### EXERCISE DIRECTIONS
Report every line of the data where the string "QueueConfig" appears.

### GIVEN DATA

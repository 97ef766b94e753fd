//! Allocation strategies.
//!
//! Every strategy is a pure function of its request: identical strategy,
//! targets, scope and totals give identical rows. Buckets are processed in
//! [`UnitBucket::ALL`] order and targets in input order; the first target in
//! input order wins every tie.
//!
//! Conservation: `sum(row.total) + unassigned == scoped total`, with
//! `unassigned` only ever non-zero for capped roster strategies.

use std::collections::HashSet;

use leadflow_domain::{
    AllocationPreview, AllocationRow, AllocationTotals, DistributionScope, DistributionTarget,
    Member, StrategyType, TargetKind, UnitBucket,
};
use tracing::debug;

use super::error::AllocationError;

/// Inputs of one allocation call.
#[derive(Debug, Clone, PartialEq, Eq)]
pub struct AllocationRequest {
    pub strategy: StrategyType,
    pub targets: Vec<DistributionTarget>,
    pub scope: DistributionScope,
    pub totals: AllocationTotals,
    /// Per-member cap for `by_team` and `by_store`
    pub max_items_per_person: Option<u32>,
}

impl AllocationRequest {
    pub fn new(
        strategy: StrategyType,
        targets: Vec<DistributionTarget>,
        scope: DistributionScope,
        totals: AllocationTotals,
    ) -> Self {
        Self { strategy, targets, scope, totals, max_items_per_person: None }
    }

    pub fn with_max_items_per_person(mut self, cap: Option<u32>) -> Self {
        self.max_items_per_person = cap;
        self
    }
}

/// Compute the per-destination allocation for `request`.
///
/// # Errors
/// [`AllocationError`] listing every violated constraint: no targets,
/// duplicate target ids, a zero cap, selected totals that overflow `u64`,
/// missing weighted quotas, mismatched roster target kinds or an empty
/// active roster.
pub fn allocate(request: &AllocationRequest) -> Result<AllocationPreview, AllocationError> {
    validate_common(request)?;

    let scoped = request.totals.scoped(&request.scope);
    let mut warnings = Vec::new();

    if request.scope.is_empty() {
        warnings.push("no lead buckets or properties selected; nothing to distribute".to_string());
    } else if scoped.total() == 0 {
        warnings.push("selected buckets are empty; nothing to distribute".to_string());
    }

    let (rows, unassigned) = match request.strategy {
        StrategyType::RoundRobin => (round_robin(&request.targets, &scoped), 0),
        StrategyType::Weighted => {
            (weighted(&request.targets, &request.scope, &scoped)?, 0)
        }
        StrategyType::ByTeam | StrategyType::ByStore => {
            let cap = request.max_items_per_person.map(u64::from);
            roster(request.strategy, &request.targets, &scoped, cap)?
        }
    };

    if let Some(cap) = request.max_items_per_person {
        if matches!(request.strategy, StrategyType::RoundRobin | StrategyType::Weighted) {
            warnings.push(format!(
                "max_items_per_person ({cap}) only applies to by_team and by_store; ignored"
            ));
        } else if unassigned > 0 {
            warnings.push(format!(
                "{unassigned} item(s) left unassigned: every active member reached \
                 max_items_per_person ({cap})"
            ));
        }
    }

    let mut totals = AllocationRow::new("total", "Total", None);
    for row in &rows {
        for bucket in UnitBucket::ALL {
            totals.add(bucket, row.get(bucket));
        }
    }

    debug!(
        strategy = %request.strategy,
        rows = rows.len(),
        assigned = totals.total,
        unassigned,
        "allocation computed"
    );

    Ok(AllocationPreview { strategy: request.strategy, rows, totals, unassigned, warnings })
}

fn validate_common(request: &AllocationRequest) -> Result<(), AllocationError> {
    let mut problems = Vec::new();

    if request.targets.is_empty() {
        problems.push("at least one distribution target is required".to_string());
    }

    let mut seen = HashSet::new();
    for target in &request.targets {
        if !seen.insert(target.id.as_str()) {
            problems.push(format!("duplicate target id '{}'", target.id));
        }
    }

    if request.max_items_per_person == Some(0) {
        problems.push("max_items_per_person must be a positive integer".to_string());
    }

    if request.totals.scoped(&request.scope).checked_total().is_none() {
        problems.push(format!("selected totals exceed {} units", u64::MAX));
    }

    match AllocationError::from_messages(problems) {
        Some(err) => Err(err),
        None => Ok(()),
    }
}

fn target_rows(targets: &[DistributionTarget]) -> Vec<AllocationRow> {
    targets.iter().map(|target| AllocationRow::new(&target.id, &target.name, None)).collect()
}

/// One unit per target per pass; the cursor carries over between buckets so
/// no target ends up more than one unit ahead of another.
fn round_robin(targets: &[DistributionTarget], scoped: &AllocationTotals) -> Vec<AllocationRow> {
    let mut rows = target_rows(targets);
    let count = rows.len();
    let mut cursor = 0usize;

    for bucket in UnitBucket::ALL {
        let units = scoped.get(bucket);
        if units == 0 {
            continue;
        }
        let base = units / count as u64;
        let extra = (units % count as u64) as usize;

        for row in rows.iter_mut() {
            row.add(bucket, base);
        }
        for offset in 0..extra {
            rows[(cursor + offset) % count].add(bucket, 1);
        }
        cursor = (cursor + extra) % count;
    }

    rows
}

/// Largest-remainder split proportional to each target's quota.
fn weighted(
    targets: &[DistributionTarget],
    scope: &DistributionScope,
    scoped: &AllocationTotals,
) -> Result<Vec<AllocationRow>, AllocationError> {
    let mut problems = Vec::new();

    for target in targets {
        if !scope.included().any(|bucket| target.quota_for(bucket) > 0) {
            problems.push(format!(
                "target '{}' has no positive quota for any selected bucket",
                target.id
            ));
        }
    }
    for bucket in scope.included() {
        let sum: u64 = targets.iter().map(|target| target.quota_for(bucket)).sum();
        if scoped.get(bucket) > 0 && sum == 0 {
            problems.push(format!("no target has a quota for {bucket}"));
        }
    }
    if let Some(err) = AllocationError::from_messages(problems) {
        return Err(err);
    }

    let mut rows = target_rows(targets);

    for bucket in UnitBucket::ALL {
        let units = scoped.get(bucket);
        if units == 0 {
            continue;
        }
        let quotas: Vec<u128> =
            targets.iter().map(|target| u128::from(target.quota_for(bucket))).collect();
        let sum: u128 = quotas.iter().sum();

        let mut assigned = 0u64;
        let mut remainders = Vec::with_capacity(quotas.len());
        for (index, quota) in quotas.iter().enumerate() {
            let numerator = u128::from(units) * quota;
            let share = (numerator / sum) as u64;
            rows[index].add(bucket, share);
            assigned += share;
            remainders.push((numerator % sum, index));
        }

        // Largest fractional part first, input order on ties.
        remainders.sort_by(|a, b| b.0.cmp(&a.0).then(a.1.cmp(&b.1)));
        let leftover = (units - assigned) as usize;
        for (_, index) in remainders.into_iter().take(leftover) {
            rows[index].add(bucket, 1);
        }
    }

    Ok(rows)
}

/// Even spread over the active members of team or store targets.
///
/// Returns the member rows and the number of units no member could take.
fn roster(
    strategy: StrategyType,
    targets: &[DistributionTarget],
    scoped: &AllocationTotals,
    cap: Option<u64>,
) -> Result<(Vec<AllocationRow>, u64), AllocationError> {
    let expected =
        if strategy == StrategyType::ByStore { TargetKind::Store } else { TargetKind::Team };
    let mut problems = Vec::new();

    for target in targets.iter().filter(|target| target.kind != expected) {
        problems.push(format!(
            "target '{}' is a {}; {strategy} expects {expected} targets",
            target.id, target.kind
        ));
    }

    let members = active_roster(targets);
    if members.is_empty() {
        problems.push("no active members across the selected targets".to_string());
    }
    if let Some(err) = AllocationError::from_messages(problems) {
        return Err(err);
    }

    let mut rows: Vec<AllocationRow> = members
        .iter()
        .map(|(member, parent)| AllocationRow::new(&member.id, &member.name, Some(parent.clone())))
        .collect();
    let count = rows.len();
    let headroom = |row: &AllocationRow| cap.map_or(u64::MAX, |cap| cap.saturating_sub(row.total));

    let mut cursor = 0usize;
    let mut unassigned = 0u64;

    for bucket in UnitBucket::ALL {
        let mut units = scoped.get(bucket);

        while units > 0 {
            let open: Vec<usize> = (0..count)
                .map(|offset| (cursor + offset) % count)
                .filter(|&index| headroom(&rows[index]) > 0)
                .collect();
            if open.is_empty() {
                break;
            }

            let room = open.iter().map(|&index| headroom(&rows[index])).min().unwrap_or(0);
            let passes = (units / open.len() as u64).min(room);
            if passes > 0 {
                for &index in &open {
                    rows[index].add(bucket, passes);
                }
                units -= passes * open.len() as u64;
                continue;
            }

            // Fewer units than open members: one each in cursor order.
            let take = units as usize;
            for &index in &open[..take] {
                rows[index].add(bucket, 1);
            }
            cursor = (open[take - 1] + 1) % count;
            units = 0;
        }

        unassigned += units;
    }

    Ok((rows, unassigned))
}

/// Active members in target order, each member once.
fn active_roster(targets: &[DistributionTarget]) -> Vec<(&Member, String)> {
    let mut seen = HashSet::new();
    let mut members = Vec::new();
    for target in targets {
        for member in target.active_members() {
            if seen.insert(member.id.as_str()) {
                members.push((member, target.id.clone()));
            }
        }
    }
    members
}
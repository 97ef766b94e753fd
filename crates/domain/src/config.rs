//! Configuration management

use std::time::Duration;

use serde::{Deserialize, Serialize};

use crate::constants::{
    DEFAULT_DB_PATH, DEFAULT_DB_POOL_SIZE, DEFAULT_INITIAL_BACKOFF_MS,
    DEFAULT_MAX_ESCALATION_ATTEMPTS, DEFAULT_MAX_BACKOFF_MS, DEFAULT_STALE_LOW_DAYS,
    DEFAULT_STALE_MID_DAYS, DEFAULT_STORE_TIMEOUT_MS, DEFAULT_SWEEP_INTERVAL_SECS,
    DEFAULT_TIMEOUT_MINUTES, TICKET_WARNING_HOURS,
};
use crate::errors::{LeadflowError, Result};
use crate::types::sla::SlaThresholds;

/// Engine configuration
#[derive(Debug, Clone, Default, PartialEq, Serialize, Deserialize)]
#[serde(default)]
pub struct Config {
    pub database: DatabaseConfig,
    pub queue: QueueConfig,
    pub sla: SlaConfig,
    pub claims: ClaimConfig,
}

/// Database configuration
#[derive(Debug, Clone, PartialEq, Serialize, Deserialize)]
#[serde(default)]
pub struct DatabaseConfig {
    pub path: String,
    pub pool_size: u32,
}

/// Lead queue and escalation scheduler configuration
#[derive(Debug, Clone, PartialEq, Serialize, Deserialize)]
#[serde(default)]
pub struct QueueConfig {
    /// Pool-wide escalation delay measured from lead creation
    pub timeout_minutes: u32,
    pub sweep_interval_seconds: u64,
    /// Pool watched by the scheduler; `None` watches every pool
    pub pool: Option<String>,
    pub max_escalation_attempts: u32,
    pub initial_backoff_ms: u64,
    pub max_backoff_ms: u64,
    pub store_timeout_ms: u64,
}

/// Staleness and ticket SLA configuration
#[derive(Debug, Clone, PartialEq, Serialize, Deserialize)]
#[serde(default)]
pub struct SlaConfig {
    /// Initial thresholds seeded into the threshold store
    pub stale_low_days: u32,
    pub stale_mid_days: u32,
    pub ticket_warning_hours: i64,
}

/// Claim coordinator configuration
#[derive(Debug, Clone, PartialEq, Serialize, Deserialize)]
#[serde(default)]
pub struct ClaimConfig {
    pub store_timeout_ms: u64,
}

impl Default for DatabaseConfig {
    fn default() -> Self {
        Self { path: DEFAULT_DB_PATH.to_string(), pool_size: DEFAULT_DB_POOL_SIZE }
    }
}

impl Default for QueueConfig {
    fn default() -> Self {
        Self {
            timeout_minutes: DEFAULT_TIMEOUT_MINUTES,
            sweep_interval_seconds: DEFAULT_SWEEP_INTERVAL_SECS,
            pool: None,
            max_escalation_attempts: DEFAULT_MAX_ESCALATION_ATTEMPTS,
            initial_backoff_ms: DEFAULT_INITIAL_BACKOFF_MS,
            max_backoff_ms: DEFAULT_MAX_BACKOFF_MS,
            store_timeout_ms: DEFAULT_STORE_TIMEOUT_MS,
        }
    }
}

impl Default for SlaConfig {
    fn default() -> Self {
        Self {
            stale_low_days: DEFAULT_STALE_LOW_DAYS,
            stale_mid_days: DEFAULT_STALE_MID_DAYS,
            ticket_warning_hours: TICKET_WARNING_HOURS,
        }
    }
}

impl Default for ClaimConfig {
    fn default() -> Self {
        Self { store_timeout_ms: DEFAULT_STORE_TIMEOUT_MS }
    }
}

impl QueueConfig {
    pub fn timeout(&self) -> chrono::Duration {
        chrono::Duration::minutes(i64::from(self.timeout_minutes))
    }

    pub fn sweep_interval(&self) -> Duration {
        Duration::from_secs(self.sweep_interval_seconds)
    }

    pub fn store_timeout(&self) -> Duration {
        Duration::from_millis(self.store_timeout_ms)
    }
}

impl SlaConfig {
    /// Thresholds described by this section.
    pub fn thresholds(&self) -> Result<SlaThresholds> {
        SlaThresholds::new(self.stale_low_days, self.stale_mid_days)
    }

    pub fn ticket_warning(&self) -> chrono::Duration {
        chrono::Duration::hours(self.ticket_warning_hours)
    }
}

impl ClaimConfig {
    pub fn store_timeout(&self) -> Duration {
        Duration::from_millis(self.store_timeout_ms)
    }
}

impl Config {
    /// Check every section, collecting all violations into one error.
    pub fn validate(&self) -> Result<()> {
        let mut problems = Vec::new();

        if self.database.pool_size == 0 {
            problems.push("database.pool_size must be greater than 0".to_string());
        }
        if self.queue.timeout_minutes == 0 {
            problems.push("queue.timeout_minutes must be a positive integer".to_string());
        }
        if self.queue.sweep_interval_seconds == 0 {
            problems.push("queue.sweep_interval_seconds must be greater than 0".to_string());
        }
        if self.queue.max_escalation_attempts == 0 {
            problems.push("queue.max_escalation_attempts must be greater than 0".to_string());
        }
        if self.queue.initial_backoff_ms > self.queue.max_backoff_ms {
            problems.push("queue.initial_backoff_ms must not exceed max_backoff_ms".to_string());
        }
        if self.sla.ticket_warning_hours <= 0 {
            problems.push("sla.ticket_warning_hours must be greater than 0".to_string());
        }
        if let Err(err) = self.sla.thresholds() {
            problems.push(format!("sla: {err}"));
        }

        if problems.is_empty() {
            Ok(())
        } else {
            Err(LeadflowError::Config(problems.join("; ")))
        }
    }
}
//! # Leadflow Domain
//!
//! Business domain types and models for the lead distribution engine.
//!
//! This crate contains:
//! - Lead, claim, SLA, distribution and wallet types
//! - Domain error types and Result definitions
//! - Configuration structures
//! - Domain constants
//!
//! ## Architecture
//! - Depends only on `leadflow-common` for error classification
//! - Pure domain models and data structures, no I/O

pub mod config;
pub mod constants;
pub mod errors;
pub mod macros;
pub mod types;

// Re-export commonly used items
pub use config::*;
pub use errors::*;
pub use types::*;
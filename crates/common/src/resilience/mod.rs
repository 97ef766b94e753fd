//! Resilience patterns for transient failures.
//!
//! - **Backoff**: fixed or exponential delay schedules
//! - **Retry**: bounded retry executor driven by a [`RetryPolicy`]
//!
//! The escalation scheduler uses [`retry_classified`] so that only errors
//! reporting themselves as retryable (see
//! [`crate::error::ErrorClassification`]) are attempted again.

pub mod retry;

// Re-export retry types
pub use retry::{
    retry_classified, BackoffStrategy, ClassifiedRetry, RetryConfig, RetryDecision, RetryError,
    RetryExecutor, RetryOutcome, RetryPolicy,
};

### ANSWER
    pub queue: QueueConfig,
pub struct QueueConfig {
impl Default for QueueConfig {
impl QueueConfig {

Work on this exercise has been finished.